Classification with Naive Bayes

Kevin Feasel (@feaselkl)
http://CSmore.info/on/naivebayes

Who Am I? What Am I Doing Here?

What is Naive Bayes?

Naive Bayes is not an algorithm; it is a class of algorithms. Naive Bayes is straightforward to understand and reasonably accurate, making it a great starting point for classification projects.

What is Classification?

Classification is a machine learning technique that predicts what class (or category) an item belongs to. Examples include:

  • Will it blend?
  • Do I have this illness?
  • Will this new product be profitable?
  • To which product category does this item belong?
  • Which breed of dog is this?

Labels and Features

Two important definitions:

  • Label: the thing we want to predict. We need to have known good label data to solve a classification problem.
  • Feature: the thing(s) we can look at to determine which class an item belongs to.

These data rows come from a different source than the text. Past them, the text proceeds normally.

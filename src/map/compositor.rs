//! Builds the bitmap for one map tile: terrain stretched over the whole
//! square, occupants packed into a square sub-grid on top.

use crate::assets::AssetStore;
use crate::model::CellSnapshot;
use image::imageops::{self, FilterType};
use image::RgbaImage;

/// Stretch `image` to exactly `width` x `height` with bilinear filtering.
/// Alpha is kept and the aspect ratio is not.
pub fn resize_image(image: &RgbaImage, width: u32, height: u32) -> RgbaImage {
    imageops::resize(image, width, height, FilterType::Triangle)
}

/// Side of the smallest square grid holding `count` sprites (`ceil(sqrt(count))`)
pub fn sub_grid_size(count: usize) -> u32 {
    let mut side = 0u32;
    while (side as usize) * (side as usize) < count {
        side += 1;
    }
    side
}

/// Compose one cell into a `side` x `side` image.
///
/// Sprites fill the sub-grid row by row in the cell's entity order. Unused
/// sub-cells, and slots whose bitmap failed to load, stay transparent.
pub fn compose_tile(store: &AssetStore, cell: &CellSnapshot, side: u32) -> RgbaImage {
    let mut tile = match store.terrain_for(cell.symbol) {
        Some(terrain) => resize_image(terrain, side, side),
        None => RgbaImage::new(side, side),
    };

    let grid = sub_grid_size(cell.entities.len());
    if grid == 0 {
        return tile;
    }

    let sprite_side = side / grid;
    if sprite_side == 0 {
        return tile;
    }

    for (index, symbol) in cell.entities.iter().enumerate() {
        let Some(sprite) = store.entity_for(symbol) else {
            continue;
        };
        let index = index as u32;
        let x = (index % grid) * sprite_side;
        let y = (index / grid) * sprite_side;
        let sprite = resize_image(sprite, sprite_side, sprite_side);
        imageops::overlay(&mut tile, &sprite, x as i64, y as i64);
    }

    tile
}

Naive Bayes Characteristics

Naive Bayes algorithms follow the general form:

  • Probabilistic -- calculate probabilities of each output category and choose the best one
  • Probabilities derived from Bayes' Theorem
  • Features are independent (hence the "naive" approach)

Motivation

Today's talk covers how Naive Bayes works, solves a simplified form by hand, and then uses Python and scikit-learn to tackle larger-scale problems.

There are several forms of Naive Bayes algorithms that we will not discuss, but they can be quite useful under certain circumstances.

Agenda

  1. Solving Naive Bayes
  2. Solving by Hand -- Features
  3. Solving by Hand -- Natural Language
  4. Python -- Features
  5. Python -- Natural Language

Bayes' Theorem

$P(B|A) = \dfrac{P(A|B) * P(B)}{P(A)}$
  • P(B|A) [aka, the posterior probability] is the probability of hypothesis B given data A.
  • P(A|B) is the probability of data A assuming that hypothesis B is true.
  • P(B) [aka, the prior probability] is the likelihood of hypothesis B being true regardless of data.
  • P(A) is the probability of seeing data A.

Applying Bayes' Theorem

Supposing multiple inputs, we can combine them together like so:

$P(B|A) = \dfrac{P(x_1|B) * P(x_2|B) * ... * P(x_n|B) * P(B)}{P(A)}$

This is because we assume that the inputs are independent from one another.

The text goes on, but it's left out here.